Editor's Note

Editor’s Note: There is a fraught but feasible path to finding common ground between community and commerce

When it comes to 76 Place, the next mayor of Philadelphia should take some sound advice and “trust the process.”

A rendering of 76 Place from 10th and Market streets in Philadelphia.

A rendering of 76 Place from 10th and Market streets in Philadelphia. Courtesy of The Brownstein Group

During mayoral debates and forums, most candidates for Philadelphia mayor are well prepared to answer questions related to crime, poverty, or what they would do on Day One. But the more controversial subjects – like those about a proposed Sixers arena complex that would straddle the city’s Market East and Chinatown neighborhoods – seem to elicit rather squishy answers. Each candidate has been asked at least once – including by yours truly – about their stance on such a project. Their answers, such as they were, run the gamut, from soft support to skepticism to totally undecided. 

The proposed venue would abut Chinatown’s southern border, sitting partially in the footprint of the Fashion District mall, a place where you can often find more of a police presence than actual patrons. Major stakeholders in Chinatown are strongly opposed to the project, warning that it would imperil the neighborhood’s future and cripple business development, raise rents and worsen traffic problems. 

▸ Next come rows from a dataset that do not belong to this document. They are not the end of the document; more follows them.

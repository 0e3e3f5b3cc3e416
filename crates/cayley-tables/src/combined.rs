//! # Combined Product Table
//!
//! The cached, multi-operator table of one metric: the geometric tensor, the
//! three tensors derived from it, and a compiled multiplier per product.
//!
//! ## Pipeline
//!
//! ```text
//! metric ─▶ BladeIndex ─▶ TableBuilder ─▶ derive_products ─▶ compile ×4
//! ```
//!
//! Each stage is a pure function of the metric, so the whole table is too.
//! That is what makes sharing it through the registry sound.

use cayley_cache::{Cacheable, InstanceRegistry};
use cayley_core::{BladeIndex, Metric};
use cayley_tensor::{
    derive_products, CompiledMultiplier, DiagonalTableBuilder, GradeRestriction, ProductKind,
    SparseTensor, TableBuilder,
};

use crate::error::TableError;

/// All product tensors and multipliers of one diagonal-metric algebra.
#[derive(Debug, Clone, PartialEq)]
pub struct CombinedProductTable {
    metric: Metric,
    blades: BladeIndex,
    geometric: SparseTensor,
    outer: SparseTensor,
    inner: SparseTensor,
    left_contraction: SparseTensor,
    geometric_fn: CompiledMultiplier,
    outer_fn: CompiledMultiplier,
    inner_fn: CompiledMultiplier,
    left_contraction_fn: CompiledMultiplier,
}

impl CombinedProductTable {
    /// Run the full pipeline with a specific table builder, bypassing the
    /// registry.
    ///
    /// Cached tables always use [`DiagonalTableBuilder`]; this entry point
    /// lets a caller substitute another builder and compare the result.
    pub fn with_builder(metric: &Metric, builder: &dyn TableBuilder) -> Result<Self, TableError> {
        let blades = BladeIndex::new(metric.generators())?;
        let tables = builder.construct(&blades, metric)?;
        let derived = derive_products(&tables);

        let restriction = GradeRestriction::new(blades.grades());
        let compile = |tensor: &SparseTensor| CompiledMultiplier::compile(tensor, Some(&restriction));
        let geometric_fn = compile(&tables.geometric)?;
        let outer_fn = compile(&derived.outer)?;
        let inner_fn = compile(&derived.inner)?;
        let left_contraction_fn = compile(&derived.left_contraction)?;

        tracing::debug!(
            metric = %metric,
            blades = blades.len(),
            geometric_terms = geometric_fn.term_count(),
            "built combined product table"
        );

        Ok(Self {
            metric: metric.clone(),
            blades,
            geometric: tables.geometric,
            outer: derived.outer,
            inner: derived.inner,
            left_contraction: derived.left_contraction,
            geometric_fn,
            outer_fn,
            inner_fn,
            left_contraction_fn,
        })
    }

    /// The metric this table was built for.
    pub fn metric(&self) -> &Metric {
        &self.metric
    }

    /// The blade index of the algebra.
    pub fn blades(&self) -> &BladeIndex {
        &self.blades
    }

    /// Number of blades (2^N).
    pub fn dim(&self) -> usize {
        self.blades.len()
    }

    /// The product tensor for `kind`.
    pub fn tensor(&self, kind: ProductKind) -> &SparseTensor {
        match kind {
            ProductKind::Geometric => &self.geometric,
            ProductKind::Outer => &self.outer,
            ProductKind::Inner => &self.inner,
            ProductKind::LeftContraction => &self.left_contraction,
        }
    }

    /// The compiled multiplier for `kind`.
    pub fn function(&self, kind: ProductKind) -> &CompiledMultiplier {
        match kind {
            ProductKind::Geometric => &self.geometric_fn,
            ProductKind::Outer => &self.outer_fn,
            ProductKind::Inner => &self.inner_fn,
            ProductKind::LeftContraction => &self.left_contraction_fn,
        }
    }

    /// Evaluate the `kind` product of two coefficient vectors.
    pub fn multiply(&self, kind: ProductKind, a: &[f64], b: &[f64]) -> Result<Vec<f64>, TableError> {
        Ok(self.function(kind).multiply(a, b)?)
    }
}

impl Cacheable for CombinedProductTable {
    const TYPE_TAG: &'static str = "cayley.combined_product_table";
    type Args = [f64];
    type Key = Metric;
    type Error = TableError;

    fn canonicalize(args: &[f64]) -> Result<Metric, TableError> {
        Ok(Metric::new(args)?)
    }

    fn build(key: &Metric, _registry: &InstanceRegistry) -> Result<Self, TableError> {
        Self::with_builder(key, &DiagonalTableBuilder)
    }
}

#[cfg(test)]
mod tests {
    use super::*;
    use cayley_tensor::{AlgebraTables, TensorError};

    fn table(metric: &[f64]) -> CombinedProductTable {
        CombinedProductTable::with_builder(&Metric::new(metric).unwrap(), &DiagonalTableBuilder)
            .unwrap()
    }

    #[test]
    fn euclidean_plane_geometric_products() {
        let t = table(&[1.0, 1.0]);
        let g = t.tensor(ProductKind::Geometric);
        assert_eq!(g.get(1, 1, 0), 1.0);
        assert_eq!(g.get(1, 2, 3), 1.0);
        assert_eq!(g.get(2, 1, 3), -1.0);
        assert_eq!(g.get(3, 3, 0), -1.0);
    }

    #[test]
    fn outer_drops_self_products() {
        let t = table(&[1.0, 1.0]);
        let e1 = [0.0, 1.0, 0.0, 0.0];
        let e2 = [0.0, 0.0, 1.0, 0.0];
        assert_eq!(t.multiply(ProductKind::Outer, &e1, &e1).unwrap(), vec![0.0; 4]);
        assert_eq!(
            t.multiply(ProductKind::Outer, &e1, &e2).unwrap(),
            vec![0.0, 0.0, 0.0, 1.0]
        );
    }

    #[test]
    fn inner_ignores_scalar_operands() {
        let t = table(&[1.0, 1.0]);
        let one = [1.0, 0.0, 0.0, 0.0];
        let e1 = [0.0, 1.0, 0.0, 0.0];
        assert_eq!(t.multiply(ProductKind::Inner, &one, &e1).unwrap(), vec![0.0; 4]);
        assert_eq!(
            t.multiply(ProductKind::Inner, &e1, &e1).unwrap(),
            vec![1.0, 0.0, 0.0, 0.0]
        );
    }

    #[test]
    fn left_contraction_lowers_right_grade() {
        let t = table(&[1.0, 1.0]);
        let one = [1.0, 0.0, 0.0, 0.0];
        let e1 = [0.0, 1.0, 0.0, 0.0];
        let e12 = [0.0, 0.0, 0.0, 1.0];
        assert_eq!(
            t.multiply(ProductKind::LeftContraction, &one, &e1).unwrap(),
            e1.to_vec()
        );
        assert_eq!(
            t.multiply(ProductKind::LeftContraction, &e1, &e12).unwrap(),
            vec![0.0, 0.0, 1.0, 0.0]
        );
        assert_eq!(
            t.multiply(ProductKind::LeftContraction, &e12, &e1).unwrap(),
            vec![0.0; 4]
        );
    }

    #[test]
    fn functions_match_their_tensors() {
        let t = table(&[1.0, -1.0, 2.0]);
        for &kind in ProductKind::all() {
            assert_eq!(t.function(kind).term_count(), t.tensor(kind).nnz(), "{kind}");
            assert_eq!(t.function(kind).dim(), 8);
        }
    }

    #[test]
    fn rejects_wrong_operand_length() {
        let t = table(&[1.0]);
        let err = t
            .multiply(ProductKind::Geometric, &[1.0, 0.0, 0.0], &[1.0, 0.0])
            .unwrap_err();
        assert!(matches!(
            err,
            TableError::Tensor(TensorError::DimensionMismatch { expected: 2, found: 3 })
        ));
    }

    #[test]
    fn zero_generators_is_the_scalar_field() {
        let t = table(&[]);
        assert_eq!(t.dim(), 1);
        assert_eq!(
            t.multiply(ProductKind::Geometric, &[3.0], &[4.0]).unwrap(),
            vec![12.0]
        );
        assert_eq!(t.multiply(ProductKind::Inner, &[3.0], &[4.0]).unwrap(), vec![0.0]);
    }

    struct FailingBuilder;

    impl TableBuilder for FailingBuilder {
        fn construct(&self, _: &BladeIndex, _: &Metric) -> Result<AlgebraTables, TensorError> {
            Err(TensorError::UnknownBlade { bitmap: 0b100 })
        }
    }

    #[test]
    fn builder_failure_propagates() {
        let err = CombinedProductTable::with_builder(&Metric::euclidean(2).unwrap(), &FailingBuilder)
            .unwrap_err();
        assert!(matches!(
            err,
            TableError::Tensor(TensorError::UnknownBlade { bitmap: 0b100 })
        ));
    }

    #[test]
    fn canonicalize_rejects_non_finite() {
        let err = CombinedProductTable::canonicalize(&[1.0, f64::INFINITY]).unwrap_err();
        assert!(matches!(err, TableError::Metric(_)));
    }
}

For others, the Sixers are dangling a tasty carrot: The proposed arena complex, known as 76 Place, would reportedly create 9,000 new construction jobs, many of them slated for minority- and women-owned business enterprises. The developers assert they would enter into a community benefits agreement that would offer $50 million in private capital for the benefit of the neighborhoods surrounding the development. As part of their pitch, they claim to have the only viable public safety plan for if/when the Fashion District is shuttered – a move that would create blocks of vacant storefronts. 

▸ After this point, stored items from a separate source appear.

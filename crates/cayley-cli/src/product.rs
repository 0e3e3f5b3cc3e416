//! # Table and Multiply Subcommands
//!
//! `cayley table` lists the nonzero coefficients of one product table as
//! `left ∘ right = coefficient result` lines. `cayley multiply` evaluates a
//! product of two dense coefficient vectors.
//!
//! Both obtain their table through the instance registry, exactly as library
//! callers do.

use anyhow::{Context, Result};
use clap::Args;

use cayley_cache::{Cached, InstanceRegistry};
use cayley_core::BladeIndex;
use cayley_tables::{Geometric, Inner, LeftContraction, Outer, ProductOperator, ProductTable};
use cayley_tensor::{ProductKind, SparseTensor};

use crate::{format_multivector, MetricArgs, ProductArg};

/// Arguments for the `cayley table` subcommand.
#[derive(Args, Debug)]
pub struct TableArgs {
    #[command(flatten)]
    pub metric: MetricArgs,

    /// Which product to show.
    #[arg(long, value_enum, default_value_t)]
    pub product: ProductArg,

    /// Emit the sparse tensor as JSON.
    #[arg(long)]
    pub json: bool,
}

/// Arguments for the `cayley multiply` subcommand.
#[derive(Args, Debug)]
pub struct MultiplyArgs {
    #[command(flatten)]
    pub metric: MetricArgs,

    /// Which product to evaluate.
    #[arg(long, value_enum, default_value_t)]
    pub product: ProductArg,

    /// Left operand coefficients in dense blade order.
    #[arg(long, value_delimiter = ',', allow_hyphen_values = true, required = true)]
    pub left: Vec<f64>,

    /// Right operand coefficients in dense blade order.
    #[arg(long, value_delimiter = ',', allow_hyphen_values = true, required = true)]
    pub right: Vec<f64>,

    /// Emit the raw coefficient vector as JSON.
    #[arg(long)]
    pub json: bool,
}

/// The façade for `product`, type-erased down to what the subcommands need.
struct Selected {
    blades: BladeIndex,
    tensor: SparseTensor,
    evaluate: Box<dyn Fn(&[f64], &[f64]) -> Result<Vec<f64>>>,
}

fn select<P: ProductOperator>(registry: &InstanceRegistry, metric: &[f64]) -> Result<Selected> {
    let table: Cached<ProductTable<P>> = registry
        .get::<ProductTable<P>>(metric)
        .with_context(|| format!("cannot build {} table", P::KIND))?;
    Ok(Selected {
        blades: table.combined().blades().clone(),
        tensor: table.value().clone(),
        evaluate: Box::new(move |a: &[f64], b: &[f64]| Ok(table.multiply(a, b)?)),
    })
}

fn select_product(
    registry: &InstanceRegistry,
    product: ProductArg,
    metric: &[f64],
) -> Result<Selected> {
    match ProductKind::from(product) {
        ProductKind::Geometric => select::<Geometric>(registry, metric),
        ProductKind::Outer => select::<Outer>(registry, metric),
        ProductKind::Inner => select::<Inner>(registry, metric),
        ProductKind::LeftContraction => select::<LeftContraction>(registry, metric),
    }
}

/// Execute the table subcommand.
pub fn run_table(args: &TableArgs, registry: &InstanceRegistry) -> Result<u8> {
    let metric = args.metric.resolve()?;
    let selected = select_product(registry, args.product, metric.values())?;
    tracing::info!(
        product = ProductKind::from(args.product).as_str(),
        nnz = selected.tensor.nnz(),
        "product table ready"
    );

    if args.json {
        println!("{}", serde_json::to_string_pretty(&selected.tensor)?);
        return Ok(0);
    }
    for line in render_table(&selected.blades, &selected.tensor, args.product.into()) {
        println!("{line}");
    }
    Ok(0)
}

/// Execute the multiply subcommand.
pub fn run_multiply(args: &MultiplyArgs, registry: &InstanceRegistry) -> Result<u8> {
    let metric = args.metric.resolve()?;
    let selected = select_product(registry, args.product, metric.values())?;
    let result = (selected.evaluate)(&args.left, &args.right).context("multiplication failed")?;

    if args.json {
        println!("{}", serde_json::to_string(&result)?);
    } else {
        println!("{}", format_multivector(&selected.blades, &result));
    }
    Ok(0)
}

fn operator_symbol(kind: ProductKind) -> &'static str {
    match kind {
        ProductKind::Geometric => "*",
        ProductKind::Outer => "^",
        ProductKind::Inner => "|",
        ProductKind::LeftContraction => "<<",
    }
}

fn render_table(blades: &BladeIndex, tensor: &SparseTensor, kind: ProductKind) -> Vec<String> {
    let name = |i: usize| blades.blade_name(i).unwrap_or_else(|| format!("#{i}"));
    let op = operator_symbol(kind);
    tensor
        .iter()
        .map(|e| {
            format!(
                "{} {op} {} = {} {}",
                name(e.left),
                name(e.right),
                e.value,
                name(e.result)
            )
        })
        .collect()
}

#[cfg(test)]
mod tests {
    use super::*;
    use cayley_tables::GeometricProductTable;
    use clap::Parser;

    #[derive(Parser, Debug)]
    struct MultiplyCli {
        #[command(flatten)]
        args: MultiplyArgs,
    }

    #[derive(Parser, Debug)]
    struct TableCli {
        #[command(flatten)]
        args: TableArgs,
    }

    #[test]
    fn parses_negative_metric_and_operands() {
        let cli = MultiplyCli::try_parse_from([
            "multiply",
            "--metric",
            "-1,1",
            "--product",
            "left-contraction",
            "--left",
            "0,1,0,0",
            "--right",
            "0,0,0,-2",
        ])
        .unwrap();
        assert_eq!(cli.args.metric.metric, vec![-1.0, 1.0]);
        assert_eq!(cli.args.product, ProductArg::LeftContraction);
        assert_eq!(cli.args.right, vec![0.0, 0.0, 0.0, -2.0]);
    }

    #[test]
    fn table_defaults_to_geometric() {
        let cli = TableCli::try_parse_from(["table", "--metric", "1,1"]).unwrap();
        assert_eq!(cli.args.product, ProductArg::Geometric);
        assert!(!cli.args.json);
    }

    #[test]
    fn euclidean_plane_table_lines() {
        let registry = InstanceRegistry::new();
        let selected = select_product(&registry, ProductArg::Geometric, &[1.0, 1.0]).unwrap();
        let lines = render_table(&selected.blades, &selected.tensor, ProductKind::Geometric);
        assert_eq!(lines.len(), 16);
        assert!(lines.contains(&"e1 * e2 = 1 e12".to_string()));
        assert!(lines.contains(&"e2 * e1 = -1 e12".to_string()));
    }

    #[test]
    fn outer_table_omits_self_products() {
        let registry = InstanceRegistry::new();
        let selected = select_product(&registry, ProductArg::Outer, &[1.0, 1.0]).unwrap();
        let lines = render_table(&selected.blades, &selected.tensor, ProductKind::Outer);
        assert!(!lines.iter().any(|l| l.starts_with("e1 ^ e1")));
        assert!(lines.contains(&"e1 ^ e2 = 1 e12".to_string()));
    }

    #[test]
    fn multiply_evaluates_through_registry() {
        let registry = InstanceRegistry::new();
        let selected = select_product(&registry, ProductArg::Geometric, &[1.0, 1.0]).unwrap();
        let out = (selected.evaluate)(&[0.0, 1.0, 0.0, 0.0], &[0.0, 0.0, 1.0, 0.0]).unwrap();
        assert_eq!(format_multivector(&selected.blades, &out), "e12");
        assert_eq!(registry.live_count_of::<GeometricProductTable>(), 1);
    }

    #[test]
    fn invalid_metric_is_reported() {
        let registry = InstanceRegistry::new();
        let err = select_product(&registry, ProductArg::Inner, &[f64::NAN]).err().unwrap();
        assert!(format!("{err:#}").contains("inner"));
    }

    #[test]
    fn multiply_accepts_signature() {
        let cli = MultiplyCli::try_parse_from([
            "multiply",
            "--signature",
            "0,1",
            "--left",
            "0,1",
            "--right",
            "0,1",
        ])
        .unwrap();
        assert_eq!(cli.args.metric.resolve().unwrap().values(), &[-1.0]);
        let registry = InstanceRegistry::new();
        assert_eq!(run_multiply(&cli.args, &registry).unwrap(), 0);
    }

    #[test]
    fn operand_length_mismatch_is_reported() {
        let registry = InstanceRegistry::new();
        let args = MultiplyArgs {
            metric: MetricArgs {
                metric: vec![1.0],
                ..MetricArgs::default()
            },
            product: ProductArg::Geometric,
            left: vec![1.0],
            right: vec![1.0, 0.0],
            json: false,
        };
        assert!(run_multiply(&args, &registry).is_err());
    }
}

The Philadelphia Building Trades and Carpenters unions support the proposal, calling it a “rare opportunity,” and one not to be missed. Last month, Philadelphia’s Black clergy were joined by members of the African American Chamber of Commerce of PA, NJ and DE to publicly endorse the project, citing the potential job creation. And last year, City Councilmember Mark Squilla, who represents the district which encompasses Market East and Chinatown, introduced a bill dealing with parking garages that could pave the way for the arena to move forward.

Any conversations taking place about how to revitalize Market East need to involve Chinatown’s residents, business owners and advocates. That’s why whoever wins the Democratic nomination this May should give serious consideration as to how best proceed with a developer that is making big promises to seemingly everybody. But as a great man once said, “Trust the process.”